▶ _Aim of the exercise_
All the records below must be returned exactly as they stand.

(Records from a data source)
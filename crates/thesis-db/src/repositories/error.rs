//! Error handling utilities for repositories

use sqlx::Error as SqlxError;
use thesis_core::error::DomainError;
use uuid::Uuid;

/// Convert SQLx error to DomainError
pub fn map_db_error(e: SqlxError) -> DomainError {
    DomainError::DatabaseError(e.to_string())
}

/// Check for unique violation and return appropriate error or fallback
pub fn map_unique_violation<F>(e: SqlxError, on_unique: F) -> DomainError
where
    F: FnOnce() -> DomainError,
{
    if let Some(db_err) = e.as_database_error() {
        if db_err.is_unique_violation() {
            return on_unique();
        }
    }
    DomainError::DatabaseError(e.to_string())
}

/// Create a "student not found" error
pub fn student_not_found(id: Uuid) -> DomainError {
    DomainError::StudentNotFound(id)
}

/// Create a "faculty not found" error
pub fn faculty_not_found(id: Uuid) -> DomainError {
    DomainError::FacultyNotFound(id)
}

/// Create an "admin not found" error
pub fn admin_not_found(id: Uuid) -> DomainError {
    DomainError::AdminNotFound(id)
}

/// Create a "defense not found" error
pub fn defense_not_found(id: Uuid) -> DomainError {
    DomainError::DefenseNotFound(id)
}

/// Create a "news not found" error
pub fn news_not_found(id: Uuid) -> DomainError {
    DomainError::NewsNotFound(id)
}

▶ _Task solution_
filename crates/thesis-db/src/repositories/error.rs
//! Error handling utilities for repositories

use sqlx::Error as SqlxError;
use thesis_core::error::DomainError;
use uuid::Uuid;

/// Convert SQLx error to DomainError
pub fn map_db_error(e: SqlxError) -> DomainError {
    DomainError::DatabaseError(e.to_string())
}

/// Check for unique violation and return appropriate error or fallback
pub fn map_unique_violation<F>(e: SqlxError, on_unique: F) -> DomainError
where
    F: FnOnce() -> DomainError,
{
    if let Some(db_err) = e.as_database_error() {
        if db_err.is_unique_violation() {
            return on_unique();
        }
    }
    DomainError::DatabaseError(e.to_string())
}

/// Create a "student not found" error
pub fn student_not_found(id: Uuid) -> DomainError {
    DomainError::StudentNotFound(id)
}

/// Create a "faculty not found" error
pub fn faculty_not_found(id: Uuid) -> DomainError {
    DomainError::FacultyNotFound(id)
}

/// Create an "admin not found" error
pub fn admin_not_found(id: Uuid) -> DomainError {
    DomainError::AdminNotFound(id)
}

/// Create a "defense not found" error
pub fn defense_not_found(id: Uuid) -> DomainError {
    DomainError::DefenseNotFound(id)
}

/// Create a "news not found" error
pub fn news_not_found(id: Uuid) -> DomainError {
    DomainError::NewsNotFound(id)
}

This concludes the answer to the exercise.